Mon Mar 22, 2021 2:30 pm

MaxTrimm wrote:
IdlewildJFK wrote:
I am just as guilty as the next person on contributing to this thread drift. In the interest of keeping a great thread open and on topic, I propose we move back on topic of booking trends.

Agreed. My favorite thread on this website for the last 4 months.
Do we think that major carriers are done announcing new routes for the Summer or will they continue to come considering the still-dynamic booking trends that seem to change by the day?

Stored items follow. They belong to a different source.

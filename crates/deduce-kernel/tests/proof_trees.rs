//! Integration tests: proof tree state machine, confidence caching and
//! change deltas, driven through the basic reasoners.

use deduce_formula::{Predicate, Type, TypeEnvironment, parse_predicate};
use deduce_kernel::{
    Confidence, DeltaFlags, NodeId, NullMonitor, ProofForest, ProofTreeDelta, ReasonerInput,
    Sequent, TreeError, TreeId, default_registry,
};
use std::cell::RefCell;
use std::rc::Rc;

fn p(text: &str) -> Predicate {
    parse_predicate(text).unwrap()
}

fn env() -> TypeEnvironment {
    TypeEnvironment::new()
        .with("x", Type::Integer)
        .and_then(|e| e.with("y", Type::Integer))
        .unwrap()
}

fn sequent(hyps: &[&str], goal: &str) -> Sequent {
    Sequent::new(env(), hyps.iter().map(|h| p(h)), p(goal)).unwrap()
}

fn step(forest: &mut ProofForest, node: NodeId, reasoner: &str) {
    let reasoner = default_registry().get(reasoner).unwrap();
    forest
        .apply_reasoner(node, reasoner, &ReasonerInput::Empty, &NullMonitor)
        .unwrap();
}

fn child(forest: &ProofForest, node: NodeId, index: usize) -> NodeId {
    forest.node(node).unwrap().children()[index]
}

fn listen(forest: &mut ProofForest, tree: TreeId) -> Rc<RefCell<Vec<ProofTreeDelta>>> {
    let seen = Rc::new(RefCell::new(Vec::new()));
    let sink = Rc::clone(&seen);
    forest
        .add_change_listener(tree, move |delta| sink.borrow_mut().push(delta.clone()))
        .unwrap();
    seen
}

/// Confidence recomputed from scratch, ignoring the per-node cache.
fn fresh_confidence(forest: &ProofForest, node: NodeId) -> Confidence {
    let view = forest.node(node).unwrap();
    match view.rule() {
        None if view.comment().is_empty() => Confidence::UNATTEMPTED,
        None => Confidence::PENDING,
        Some(rule) => view
            .children()
            .iter()
            .map(|c| fresh_confidence(forest, *c))
            .fold(rule.confidence(), Ord::min),
    }
}

fn assert_consistent(forest: &ProofForest, tree: TreeId) {
    let root = forest.root(tree).unwrap();
    let confidence = forest.confidence(tree).unwrap();
    assert_eq!(confidence, fresh_confidence(forest, root));
    assert_eq!(forest.is_closed(tree).unwrap(), confidence > Confidence::PENDING);
}

#[test]
fn closedness_tracks_root_confidence_through_apply_and_prune() {
    let mut forest = ProofForest::new();
    let tree = forest.create_tree(sequent(&[], "⊤ ⇒ ⊤ ∧ ⊥"), None).unwrap();
    let root = forest.root(tree).unwrap();
    assert_consistent(&forest, tree);

    step(&mut forest, root, "imp_i");
    assert_consistent(&forest, tree);
    let imp = child(&forest, root, 0);
    step(&mut forest, imp, "conj_i");
    assert_consistent(&forest, tree);
    let next = child(&forest, imp, 0);
    step(&mut forest, next, "hyp");
    assert_consistent(&forest, tree);
    let next = child(&forest, imp, 1);
    step(&mut forest, next, "review");
    assert_consistent(&forest, tree);
    assert!(forest.is_closed(tree).unwrap());

    forest.prune_children(imp).unwrap();
    assert_consistent(&forest, tree);
    assert!(!forest.is_closed(tree).unwrap());

    forest.set_comment(imp, "retry").unwrap();
    assert_consistent(&forest, tree);
    step(&mut forest, imp, "conj_i");
    assert_consistent(&forest, tree);
}

#[test]
fn copy_is_deep_equal_until_pruned() {
    let mut forest = ProofForest::new();
    let tree = forest.create_tree(sequent(&[], "⊤ ⇒ ⊤"), Some("origin".into())).unwrap();
    let root = forest.root(tree).unwrap();
    step(&mut forest, root, "imp_i");
    let next = child(&forest, root, 0);
    step(&mut forest, next, "hyp");

    let copy = forest.copy_subtree(root).unwrap();
    let copy_root = forest.root(copy).unwrap();
    assert!(forest.deep_equals(root, copy_root));
    assert_eq!(forest.tree(copy).unwrap().origin(), None);

    let detached = forest.prune_children(copy_root).unwrap();
    assert_eq!(detached.len(), 1);
    assert!(!forest.deep_equals(root, copy_root));
    assert!(forest.is_closed(tree).unwrap());
    assert!(!forest.is_closed(copy).unwrap());
    assert!(forest.is_closed(detached[0]).unwrap());
}

#[test]
fn pruning_an_open_node_fires_nothing() {
    let mut forest = ProofForest::new();
    let tree = forest.create_tree(sequent(&["x=1"], "x=1"), None).unwrap();
    let root = forest.root(tree).unwrap();
    let seen = listen(&mut forest, tree);
    assert!(forest.prune_children(root).unwrap().is_empty());
    assert!(seen.borrow().is_empty());
    assert!(forest.node(root).unwrap().is_open());
}

#[test]
fn failed_application_leaves_node_open_and_silent() {
    let mut forest = ProofForest::new();
    let tree = forest.create_tree(sequent(&["y=2"], "x=1"), None).unwrap();
    let root = forest.root(tree).unwrap();
    let seen = listen(&mut forest, tree);
    let hyp = default_registry().get("hyp").unwrap();
    assert!(
        forest
            .apply_reasoner(root, hyp, &ReasonerInput::Empty, &NullMonitor)
            .is_err()
    );
    assert!(forest.node(root).unwrap().is_open());
    assert!(seen.borrow().is_empty());
}

#[test]
fn clashing_antecedent_identifier_fails_whole_application() {
    let mut forest = ProofForest::new();
    let tree = forest.create_tree(sequent(&[], "∀x:ℤ·x=x"), None).unwrap();
    let root = forest.root(tree).unwrap();
    let all_i = default_registry().get("all_i").unwrap();
    let err = forest
        .apply_reasoner(root, all_i, &ReasonerInput::Empty, &NullMonitor)
        .unwrap_err();
    assert!(matches!(
        err,
        deduce_kernel::StepError::Tree(TreeError::RuleNotApplicable { .. })
    ));
    assert!(forest.node(root).unwrap().is_open());
}

#[test]
fn batched_run_emits_one_tree_shaped_delta() {
    let mut forest = ProofForest::new();
    let tree = forest.create_tree(sequent(&[], "⊤ ⇒ ⊤"), None).unwrap();
    let root = forest.root(tree).unwrap();
    let seen = listen(&mut forest, tree);

    forest
        .run(tree, |forest| {
            step(forest, root, "imp_i");
            let next = child(forest, root, 0);
            step(forest, next, "hyp");
        })
        .unwrap();

    let seen = seen.borrow();
    assert_eq!(seen.len(), 1);
    insta::assert_snapshot!(seen[0].to_string(), @r"
    t0
    n0 RULE|CHILDREN|CONFIDENCE
      n1 RULE|CHILDREN
    ");
}

#[test]
fn unbatched_steps_emit_one_delta_each() {
    let mut forest = ProofForest::new();
    let tree = forest.create_tree(sequent(&[], "⊤ ⇒ ⊤"), None).unwrap();
    let root = forest.root(tree).unwrap();
    let seen = listen(&mut forest, tree);

    step(&mut forest, root, "imp_i");
    let leaf = child(&forest, root, 0);
    step(&mut forest, leaf, "hyp");

    let seen = seen.borrow();
    assert_eq!(seen.len(), 2);
    assert_eq!(seen[0].flags_of(root), DeltaFlags::RULE | DeltaFlags::CHILDREN);
    assert_eq!(seen[1].flags_of(root), DeltaFlags::CONFIDENCE);
    assert_eq!(seen[1].flags_of(leaf), DeltaFlags::RULE | DeltaFlags::CHILDREN);
}

#[test]
fn comment_on_a_leaf_bubbles_confidence_only_while_it_changes() {
    let mut forest = ProofForest::new();
    let tree = forest.create_tree(sequent(&[], "⊤ ⇒ ⊤"), None).unwrap();
    let root = forest.root(tree).unwrap();
    step(&mut forest, root, "imp_i");
    let leaf = child(&forest, root, 0);
    let seen = listen(&mut forest, tree);

    forest.set_comment(leaf, "later").unwrap();
    forest.set_comment(leaf, "later").unwrap();

    let seen = seen.borrow();
    assert_eq!(seen.len(), 1);
    assert_eq!(seen[0].flags_of(leaf), DeltaFlags::COMMENT);
    assert_eq!(seen[0].flags_of(root), DeltaFlags::CONFIDENCE);
    assert_eq!(forest.confidence(tree).unwrap(), Confidence::PENDING);
}

#[test]
fn pruned_subtrees_keep_their_ids_and_listeners_stay_put() {
    let mut forest = ProofForest::new();
    let tree = forest.create_tree(sequent(&[], "⊤ ⇒ ⊤"), None).unwrap();
    let root = forest.root(tree).unwrap();
    step(&mut forest, root, "imp_i");
    let leaf = child(&forest, root, 0);
    let seen = listen(&mut forest, tree);

    let detached = forest.prune_children(root).unwrap();
    assert_eq!(forest.root(detached[0]).unwrap(), leaf);
    assert_eq!(forest.tree_of(leaf).unwrap(), detached[0]);

    step(&mut forest, leaf, "hyp");
    assert!(forest.is_closed(detached[0]).unwrap());
    assert_eq!(seen.borrow().len(), 1, "only the prune reached the old tree");
}

#[test]
fn graft_reattaches_a_pruned_proof() {
    let mut forest = ProofForest::new();
    let tree = forest.create_tree(sequent(&[], "⊤ ⇒ ⊤"), None).unwrap();
    let root = forest.root(tree).unwrap();
    step(&mut forest, root, "imp_i");
    let next = child(&forest, root, 0);
    step(&mut forest, next, "hyp");

    let saved = forest.copy_subtree(root).unwrap();
    forest.prune_children(root).unwrap();
    assert!(!forest.is_closed(tree).unwrap());

    assert!(forest.graft(root, saved).unwrap());
    assert!(forest.is_closed(tree).unwrap());
    assert!(forest.node(forest.root(saved).unwrap()).unwrap().is_open());
    assert!(!forest.graft(root, saved).unwrap());
}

I suspect that most of the new summer seasonal route announcements have mostly been made by this point.
We saw the big announcements already from AA, NK, G4, and lastly and finally DL over the past week. I think UA may have just been dripping their announcements out over time and not all in one splash like the others.

I say that they likely already have their new domestic routes announced and loaded for sale as we are now within the summer booking window for travel. People are booking now and popular seasonal destinations are already going to be booked-up for lodging during peak summer weeks.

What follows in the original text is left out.